CALLY TRENCH

Remarkable and Curious Conversations

Curated by Cally Trench

Linda Francis: Unintentional Traces

Linda Francis wrote: As artists we 'leave our marks' deliberately, but I am interested in the unintentional traces that we leave behind. Do they tell a story? Do they leave clues to the personality of the artist? They may be the result of a repetitive action that we do not notice, or they may be the result of an accident that we have been unable to eradicate.

Maybe there are similarities in the marks we leave behind, maybe they are infinitely varied. We all have a presence but are not necessarily aware of the impact we make. Could discovering this impact, possibly even a tiny one, lead to a more deliberate 'presence' or mark marking?

Our presence is not a permanent one but the traces we leave behind may become more permanent. They become a puzzle or a mystery for future generations to unravel.
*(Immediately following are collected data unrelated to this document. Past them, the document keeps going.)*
//! # Physical Frame Allocator
//!
//! Physical memory is split into up to [`MAX_SPACES`] allocation spaces, one
//! per usable range of the boot memory map. Each [`FrameAllocationSpace`] sits
//! behind its own spin lock; every public operation holds that lock for its
//! whole duration and never takes another lock inside it.
//!
//! Frames mapped into page tables are reference counted through
//! [`FrameLease`]: taking a lease retains the frame, dropping it releases, and
//! a mapping keeps its reference by converting the lease with
//! [`FrameLease::into_mapping`].

mod space;

pub use space::{FrameAllocationSpace, FrameDescriptor, FrameStatus};

use core::mem::ManuallyDrop;
use core::sync::atomic::{AtomicUsize, Ordering};
use kernel_info::boot::BootMemoryRegion;
use kernel_memory_addresses::{PhysicalAddress, PhysicalPage, Size4K};
use kernel_sync::SpinMutex;
use kernel_vmem::{FrameAlloc, MemoryError, MemoryResult};
use log::{debug, info};

/// Maximum number of allocation spaces.
pub const MAX_SPACES: usize = 16;

/// Highest physical address (exclusive) usable by 32-bit DMA.
const FOUR_GIB: u64 = 0x1_0000_0000;

/// Constraints on where a frame may come from.
#[derive(Copy, Clone, Debug, Default, Eq, PartialEq)]
pub enum AllocationOptions {
    /// Anywhere.
    #[default]
    General,
    /// Only from spaces entirely below 4 GiB.
    ThirtyTwoBit,
}

/// Aggregated counters over all spaces.
#[derive(Copy, Clone, Debug, Default, Eq, PartialEq)]
pub struct FrameStats {
    pub spaces: usize,
    pub allocable: usize,
    pub free: usize,
    pub in_use: usize,
    pub caching: usize,
    pub reserved: usize,
    pub control: usize,
}

/// The physical frame allocator.
pub struct FrameAllocator {
    spaces: [SpinMutex<Option<FrameAllocationSpace>>; MAX_SPACES],
    count: AtomicUsize,
}

impl Default for FrameAllocator {
    fn default() -> Self {
        Self::new()
    }
}

impl FrameAllocator {
    #[must_use]
    pub const fn new() -> Self {
        Self {
            spaces: [const { SpinMutex::new(None) }; MAX_SPACES],
            count: AtomicUsize::new(0),
        }
    }

    /// Registers a space. Boot-time only.
    ///
    /// # Errors
    /// [`MemoryError::ArgumentOutOfRange`] if all slots are taken or the space
    /// overlaps a registered one.
    pub fn add_space(&self, space: FrameAllocationSpace) -> MemoryResult<()> {
        let overlaps = self.spaces().any(|slot| {
            slot.lock_irq().as_ref().is_some_and(|other| {
                space.memory_start() < other.memory_end() && other.memory_start() < space.memory_end()
            })
        });
        if overlaps {
            return Err(MemoryError::ArgumentOutOfRange);
        }

        let index = self.count.load(Ordering::Acquire);
        let slot = self.spaces.get(index).ok_or(MemoryError::ArgumentOutOfRange)?;
        info!(
            "frame space #{index}: {}..{}",
            space.memory_start(),
            space.memory_end()
        );
        *slot.lock_irq() = Some(space);
        self.count.store(index + 1, Ordering::Release);
        Ok(())
    }

    fn spaces(&self) -> impl Iterator<Item = &SpinMutex<Option<FrameAllocationSpace>>> {
        self.spaces.iter().take(self.count.load(Ordering::Acquire))
    }

    /// Runs `f` on the space owning `pa`.
    fn with_owner<U>(
        &self,
        pa: PhysicalAddress,
        f: impl FnOnce(&mut FrameAllocationSpace) -> U,
    ) -> Option<U> {
        for slot in self.spaces() {
            let mut guard = slot.lock_irq();
            if let Some(space) = guard.as_mut().filter(|s| s.contains(pa)) {
                return Some(f(space));
            }
        }
        None
    }

    fn eligible(space: &FrameAllocationSpace, options: AllocationOptions) -> bool {
        match options {
            AllocationOptions::General => true,
            AllocationOptions::ThirtyTwoBit => space.memory_end().as_u64() <= FOUR_GIB,
        }
    }

    /// Allocates one frame from the first space that has one.
    ///
    /// # Errors
    /// [`MemoryError::OutOfMemory`] if no eligible space has a frame left.
    pub fn allocate(&self, options: AllocationOptions) -> MemoryResult<PhysicalAddress> {
        for slot in self.spaces() {
            let mut guard = slot.lock_irq();
            let Some(space) = guard.as_mut().filter(|s| Self::eligible(s, options)) else {
                continue;
            };
            match space.allocate_page() {
                Ok(pa) => return Ok(pa),
                Err(MemoryError::OutOfMemory) => {}
                Err(e) => return Err(e),
            }
        }
        Err(MemoryError::OutOfMemory)
    }

    /// Allocates `count` physically contiguous frames from a single space.
    ///
    /// # Errors
    /// - [`MemoryError::ArgumentOutOfRange`] for `count == 0`.
    /// - [`MemoryError::OutOfMemory`] if no space has a long enough run.
    pub fn allocate_contiguous(
        &self,
        count: usize,
        options: AllocationOptions,
    ) -> MemoryResult<PhysicalAddress> {
        if count == 0 {
            return Err(MemoryError::ArgumentOutOfRange);
        }
        for slot in self.spaces() {
            let mut guard = slot.lock_irq();
            let Some(space) = guard.as_mut().filter(|s| Self::eligible(s, options)) else {
                continue;
            };
            match space.allocate_pages(count) {
                Ok(pa) => return Ok(pa),
                Err(MemoryError::OutOfMemory) => {}
                Err(e) => return Err(e),
            }
        }
        Err(MemoryError::OutOfMemory)
    }

    /// Returns `count` frames starting at `pa`.
    ///
    /// # Errors
    /// - [`MemoryError::ArgumentOutOfRange`] if `pa` belongs to no space.
    /// - Everything [`FrameAllocationSpace::free_page_range`] reports.
    pub fn free_range(&self, pa: PhysicalAddress, count: usize) -> MemoryResult<()> {
        self.with_owner(pa, |s| s.free_page_range(pa, count))
            .unwrap_or(Err(MemoryError::ArgumentOutOfRange))
    }

    /// Returns the frame at `pa`.
    ///
    /// # Errors
    /// See [`FrameAllocator::free_range`].
    pub fn free(&self, pa: PhysicalAddress) -> MemoryResult<()> {
        self.free_range(pa, 1)
    }

    /// Reserves `[pa, pa + len)` in every space it overlaps.
    ///
    /// # Errors
    /// [`MemoryError::PageMapped`] if `only_free` and a frame is not free.
    pub fn reserve_byte_range(
        &self,
        pa: PhysicalAddress,
        len: u64,
        only_free: bool,
    ) -> MemoryResult<()> {
        for slot in self.spaces() {
            if let Some(space) = slot.lock_irq().as_mut() {
                space.reserve_byte_range(pa, len, only_free)?;
            }
        }
        Ok(())
    }

    /// Reserves every non-usable region of the boot memory map.
    ///
    /// # Errors
    /// See [`FrameAllocator::reserve_byte_range`].
    pub fn reserve_regions(&self, regions: &[BootMemoryRegion]) -> MemoryResult<()> {
        for region in regions.iter().filter(|r| !r.is_usable()) {
            debug!(
                "reserving {:?} region {:#x}..{:#x}",
                region.kind,
                region.start,
                region.end()
            );
            self.reserve_byte_range(PhysicalAddress::new(region.start), region.length, false)?;
        }
        Ok(())
    }

    /// Moves an unreferenced in-use frame onto its space's cache segment.
    ///
    /// # Errors
    /// [`MemoryError::ArgumentOutOfRange`] outside every space, or what
    /// [`FrameAllocationSpace::mark_caching`] reports.
    pub fn mark_caching(&self, pa: PhysicalAddress) -> MemoryResult<()> {
        self.with_owner(pa, |s| s.mark_caching(pa))
            .unwrap_or(Err(MemoryError::ArgumentOutOfRange))
    }

    /// Takes a reference to the frame at `pa`.
    ///
    /// Returns `None` for addresses outside every space (MMIO, firmware) and
    /// for frames that are not allocated.
    #[must_use]
    pub fn retain(&self, pa: PhysicalAddress) -> Option<FrameLease<'_>> {
        let frame = PhysicalAddress::new(pa.as_u64() & !0xFFF);
        match self.with_owner(frame, |s| s.retain(frame))? {
            Ok(_) => Some(FrameLease {
                allocator: self,
                frame,
            }),
            Err(_) => None,
        }
    }

    /// Drops a reference; addresses outside every space are ignored.
    fn release(&self, frame: PhysicalAddress) -> MemoryResult<()> {
        self.with_owner(frame, |s| s.release(frame).map(|_| ()))
            .unwrap_or(Ok(()))
    }

    /// Current reference count of the frame at `pa`.
    #[must_use]
    pub fn reference_count(&self, pa: PhysicalAddress) -> Option<u32> {
        self.with_owner(pa, |s| s.descriptor(pa).ok().map(|d| d.reference_count))
            .flatten()
    }

    /// Current status of the frame at `pa`.
    #[must_use]
    pub fn status(&self, pa: PhysicalAddress) -> Option<FrameStatus> {
        self.with_owner(pa, |s| s.descriptor(pa).ok().map(|d| d.status()))
            .flatten()
    }

    #[must_use]
    pub fn stats(&self) -> FrameStats {
        let mut stats = FrameStats::default();
        for slot in self.spaces() {
            if let Some(space) = slot.lock_irq().as_ref() {
                stats.spaces += 1;
                stats.allocable += space.allocable_pages();
                stats.free += space.free_pages();
                stats.in_use += space.in_use_pages();
                stats.caching += space.caching_pages();
                stats.reserved += space.reserved_pages();
                stats.control += space.control_pages();
            }
        }
        stats
    }
}

impl FrameAlloc for FrameAllocator {
    fn allocate_table_frame(&self) -> MemoryResult<PhysicalPage<Size4K>> {
        let pa = self.allocate(AllocationOptions::General)?;
        Ok(PhysicalPage::from_addr(pa))
    }
}

/// One reference to a physical frame.
///
/// Dropping the lease releases the reference; the frame is freed when the
/// last reference of an in-use frame goes away.
#[must_use = "dropping a lease releases the frame reference"]
pub struct FrameLease<'a> {
    allocator: &'a FrameAllocator,
    frame: PhysicalAddress,
}

impl<'a> FrameLease<'a> {
    #[must_use]
    pub const fn address(&self) -> PhysicalAddress {
        self.frame
    }

    /// Releases the reference now, reporting failures.
    ///
    /// # Errors
    /// [`kernel_vmem::IntegrityViolation::ReferenceUnderflow`].
    pub fn release(self) -> MemoryResult<()> {
        let this = ManuallyDrop::new(self);
        this.allocator.release(this.frame)
    }

    /// Hands the reference to a page-table mapping.
    ///
    /// The count stays raised until [`FrameLease::from_mapping`] takes it back.
    #[must_use]
    pub fn into_mapping(self) -> PhysicalAddress {
        let this = ManuallyDrop::new(self);
        this.frame
    }

    /// Takes back the reference a removed mapping held.
    ///
    /// # Safety
    /// `frame` must come from [`FrameLease::into_mapping`] on the same
    /// allocator, and each such reference may be reclaimed only once.
    pub const unsafe fn from_mapping(allocator: &'a FrameAllocator, frame: PhysicalAddress) -> Self {
        Self { allocator, frame }
    }
}

impl Drop for FrameLease<'_> {
    fn drop(&mut self) {
        // Integrity failures are logged inside; nothing else to do here.
        let _ = self.allocator.release(self.frame);
    }
}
Some of us like to clean and tidy, neaten and renew. Replace the old style with the 'modern'. Over the years all but one of the windows in my house have been replaced in a variety of styles and the previous owner replaced all the walls and ceilings and sanded all the floors but she didn't quite manage to get rid of all traces of the previous occupants and those are the bits I try to retain because they add to the history and intrigue of the house.

PS Does everybody feel a need to leave a mark? I remember being told off by my parents for writing on the walls at home, I still wrote on the wall,

but in very tiny lettering in the hope it wouldn't be noticed. Writing my name was not a wise move.

Below is a selection of the Unintentional Traces photographs shown at Remarkable Place on 24th and 25th March 2012.

Unintentional Traces
Linda Francis , Purple streak (July 2011)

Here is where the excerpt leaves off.